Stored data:
//! Amazonite conversion ladder.
//!
//! Each UTC day a player may climb the ladder one rung at a time: rung `i`
//! costs `1000 * 2^i` miner points and pays a fixed amount of amazonites,
//! boosted by the equipped relic's conversion bonus.

use serde::{Deserialize, Serialize};

pub const LADDER_LEN: usize = 10;

const PRICES: [i64; LADDER_LEN] = [
    1_000, 2_000, 4_000, 8_000, 16_000, 32_000, 64_000, 128_000, 256_000, 512_000,
];

const PAYOUTS: [i64; LADDER_LEN] = [4, 4, 4, 6, 6, 8, 8, 10, 10, 15];

/// One rung of the conversion ladder.
#[derive(Debug, Clone, Copy, PartialEq, Eq)]
pub struct ConversionTier {
    pub index: usize,
    pub price: i64,
    pub payout: i64,
}

impl ConversionTier {
    pub fn get(index: usize) -> Option<Self> {
        Some(Self {
            index,
            price: *PRICES.get(index)?,
            payout: PAYOUTS[index],
        })
    }

    /// Payout after applying a relic bonus in percent, rounded down.
    pub fn boosted_payout(&self, bonus_percent: i64) -> i64 {
        self.payout * (bonus_percent.max(0) + 100) / 100
    }
}

/// Which daily conversion log a conversion is recorded in.
#[derive(Debug, Clone, Copy, PartialEq, Eq, Serialize, Deserialize)]
pub enum ConversionLog {
    Standard,
    Vip,
}

impl ConversionLog {
    pub fn for_vip(is_vip: bool) -> Self {
        if is_vip { Self::Vip } else { Self::Standard }
    }
}
use chrono::Utc;
use serde_json::Value;

use mythic_core::net::messages::{
    ActionStatus, DeleteOreMsg, MinedRockMsg, SaveTilemapMsg, ServerMessage, TilemapCreateMsg,
};
use mythic_core::ore::OreKind;
use mythic_core::reveal::sanitize_indices;
use mythic_core::zone::Zone;

use super::{Ctx, HandlerResult};
use crate::store::{Field, Op, PlayerUpdate};

/// Tile arrays arrive JSON-encoded inside a string; a bare array is accepted.
fn parse_tilemap(value: &Value) -> Option<Vec<i64>> {
    match value {
        Value::String(s) => serde_json::from_str(s).ok(),
        Value::Array(_) => serde_json::from_value(value.clone()).ok(),
        _ => None,
    }
}

pub(super) async fn tilemap_create(ctx: &Ctx<'_>, msg: TilemapCreateMsg) -> HandlerResult {
    let zone = msg.name.parse::<Zone>();
    let tiles = parse_tilemap(&msg.tilemap);
    let (Ok(zone), Some(tiles)) = (zone, tiles) else {
        tracing::warn!(player_id = %ctx.player(), zone = %msg.name, "Rejected tilemap");
        ctx.reply(ServerMessage::TilemapCreate(ActionStatus::ERROR));
        return Ok(());
    };

    let stamp = PlayerUpdate::new().op(Op::SetMapCreatedAt(Some(Utc::now())));
    let len = tiles.len();
    let result = futures::try_join!(
        ctx.store().upsert_map(ctx.player(), zone, tiles),
        ctx.update(stamp),
    );
    let status = match result {
        Ok(_) => {
            tracing::debug!(player_id = %ctx.player(), zone = %zone.as_str(), tiles = len, "Zone map stored");
            ActionStatus::SUCCESS
        },
        Err(e) => {
            tracing::warn!(player_id = %ctx.player(), zone = %zone.as_str(), error = %e, "Failed to store zone map");
            ActionStatus::ERROR
        },
    };
    ctx.reply(ServerMessage::TilemapCreate(status));
    Ok(())
}

pub(super) async fn save_tilemap(ctx: &Ctx<'_>, msg: SaveTilemapMsg) -> HandlerResult {
    let Some(&index) = sanitize_indices(std::slice::from_ref(&msg.tile_index)).first() else {
        ctx.reply(ServerMessage::error("Invalid tile index"));
        return Ok(());
    };
    let Ok(zone) = msg.tilemap_name.parse::<Zone>() else {
        ctx.reply(ServerMessage::error("Unknown tilemap"));
        return Ok(());
    };

    if let Err(e) = ctx.store().clear_tiles(ctx.player(), zone, &[index]).await {
        tracing::warn!(player_id = %ctx.player(), zone = %zone.as_str(), error = %e, "Failed to save tilemap");
        ctx.reply(ServerMessage::error("Failed to save tilemap"));
        return Ok(());
    }
    ctx.reply(ServerMessage::SaveTilemap(ActionStatus::SUCCESS));
    Ok(())
}

pub(super) async fn mined_rock(ctx: &Ctx<'_>, msg: MinedRockMsg) -> HandlerResult {
    let Ok(ore) = msg.rock.parse::<OreKind>() else {
        tracing::debug!(player_id = %ctx.player(), rock = %msg.rock, "Unknown ore mined");
        return Ok(());
    };
    ctx.update(PlayerUpdate::new().inc(Field::Ore(ore), 1)).await?;
    Ok(())
}

pub(super) async fn delete_ore(ctx: &Ctx<'_>, msg: DeleteOreMsg) -> HandlerResult {
    let Ok(ore) = msg.ore.parse::<OreKind>() else {
        tracing::debug!(player_id = %ctx.player(), ore = %msg.ore, "Unknown ore deleted");
        return Ok(());
    };
    ctx.update(PlayerUpdate::new().set(Field::Ore(ore), 0)).await?;
    Ok(())
}
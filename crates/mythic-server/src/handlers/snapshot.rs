use chrono::Utc;

use mythic_core::net::messages::ServerMessage;
use mythic_core::player::{PlayerId, PlayerSnapshot};

use super::{Ctx, HandlerResult};
use crate::equipment::resolve_loadout;
use crate::error::StoreError;
use crate::state::AppState;

/// Join the player record, subscription, zone maps and loadout into a
/// `player_data` snapshot. The four lookups run concurrently.
pub async fn build_snapshot(state: &AppState, player: &PlayerId) -> Result<PlayerSnapshot, StoreError> {
    let now = Utc::now();
    let store = state.store.as_ref();
    let (record, subscription, maps, loadout) = futures::join!(
        store.find_player(player),
        store.active_subscription(player, now),
        store.find_maps(player),
        resolve_loadout(
            state.equipment.as_ref(),
            store,
            player,
            state.config.equipment.token_id_offset,
        ),
    );
    let record = record?;
    if record.is_none() {
        tracing::debug!(player_id = %player, "No player record, snapshot uses baseline values");
    }
    Ok(PlayerSnapshot::assemble(
        record.as_ref(),
        subscription?.is_some(),
        &maps?,
        &loadout,
        now,
    ))
}

pub(super) async fn player_data(ctx: &Ctx<'_>) -> HandlerResult {
    let snapshot = build_snapshot(ctx.state, ctx.player()).await?;
    ctx.reply(ServerMessage::PlayerData(Box::new(snapshot)));
    Ok(())
}

#[cfg(test)]
mod tests {
    use chrono::Duration;

    use mythic_core::equipment::{EquipmentSlot, NftCategory, NftKey, NftMetadata, NftRecord};
    use mythic_core::net::messages::ClientMessage;
    use mythic_core::ore::OreKind;
    use mythic_core::zone::Zone;
    use serde_json::json;

    use super::*;
    use crate::equipment::{EquippedToken, StaticLoadout};
    use crate::handlers::test_support::Harness;
    use crate::store::Subscription;

    #[tokio::test]
    async fn snapshot_reflects_record_and_maps() {
        let mut h = Harness::new().await;
        let now = Utc::now();
        h.edit(|r| {
            r.miner_points = 4_200;
            r.ores.set(OreKind::Gold, 3);
            r.amazonite_converted = vec![now - Duration::days(1), now];
            r.map_created_at = Some(now);
        });
        h.store.insert_map(&h.id(), Zone::Z2s1, vec![0, 4, 9]);

        h.send(ClientMessage::PlayerData).await;
        let reply = h.reply().unwrap();
        assert_eq!(reply["type"], "player_data");
        let data = &reply["data"];
        assert_eq!(data["minerPoints"], 4_200);
        assert_eq!(data["Gold"], 3);
        assert_eq!(data["Coal"], 0);
        assert_eq!(data["buyedToday"], 1);
        assert_eq!(data["shouldCreateMap"], false);
        assert_eq!(data["isVip"], false);
        assert_eq!(data["z2s1"], "[0,4,9]");
        assert!(data.get("z1s1").is_none());
        assert_eq!(data["helmet"], "helmet-common");
        assert!(data.get("relic").is_none());
    }

    #[tokio::test]
    async fn active_subscription_marks_vip() {
        let mut h = Harness::new().await;
        let now = Utc::now();
        h.store.insert_subscription(Subscription {
            player_id: h.id(),
            plan: "monthly".to_string(),
            start: now - Duration::days(1),
            end: now + Duration::days(1),
        });
        h.send(ClientMessage::PlayerData).await;
        assert_eq!(h.reply().unwrap()["data"]["isVip"], true);
    }

    #[tokio::test]
    async fn equipped_relic_and_helmet_show_up() {
        let lookup = StaticLoadout::new(vec![
            EquippedToken {
                slot: EquipmentSlot::Helmet,
                contract: "0xequip".to_string(),
                token_id: 7,
            },
            EquippedToken {
                slot: EquipmentSlot::Relic,
                contract: "0xrelic".to_string(),
                token_id: 2,
            },
        ]);
        let mut h = Harness::with_equipment(lookup).await;
        let metadata = |value: serde_json::Value| -> NftMetadata { serde_json::from_value(value).unwrap() };
        h.store.insert_nft(NftRecord {
            key: NftKey {
                category: NftCategory::Equipments,
                token_id: 7,
            },
            metadata: metadata(json!({
                "image": "/equipments/helmets/viking-b.png",
                "attributes": [
                    {"trait_type": "Category", "value": "Helmet"},
                    {"trait_type": "Health", "value": 70}
                ]
            })),
        });
        h.store.insert_nft(NftRecord {
            key: NftKey {
                category: NftCategory::Relics,
                token_id: 2,
            },
            metadata: metadata(json!({
                "image": "/relics/owl.png",
                "attributes": [{"trait_type": "Amazonite Conversion", "value": 25}]
            })),
        });

        h.send(ClientMessage::PlayerData).await;
        let data = h.reply().unwrap()["data"].clone();
        assert_eq!(data["helmet"], "helmet-viking");
        assert_eq!(data["maxLife"], 70);
        assert_eq!(data["relic"], "owl");
    }

    #[tokio::test]
    async fn store_outage_is_reported_to_router() {
        let h = Harness::new().await;
        h.store.set_offline(true);
        assert!(h.try_send(ClientMessage::PlayerData).await.is_err());
    }
}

_TO DO_
Which of the lines in the data contain the string "Field"? Return each one.

_WRITTEN ANSWER_
use crate::store::{Field, Op, PlayerUpdate};
    ctx.update(PlayerUpdate::new().inc(Field::Ore(ore), 1)).await?;
    ctx.update(PlayerUpdate::new().set(Field::Ore(ore), 0)).await?;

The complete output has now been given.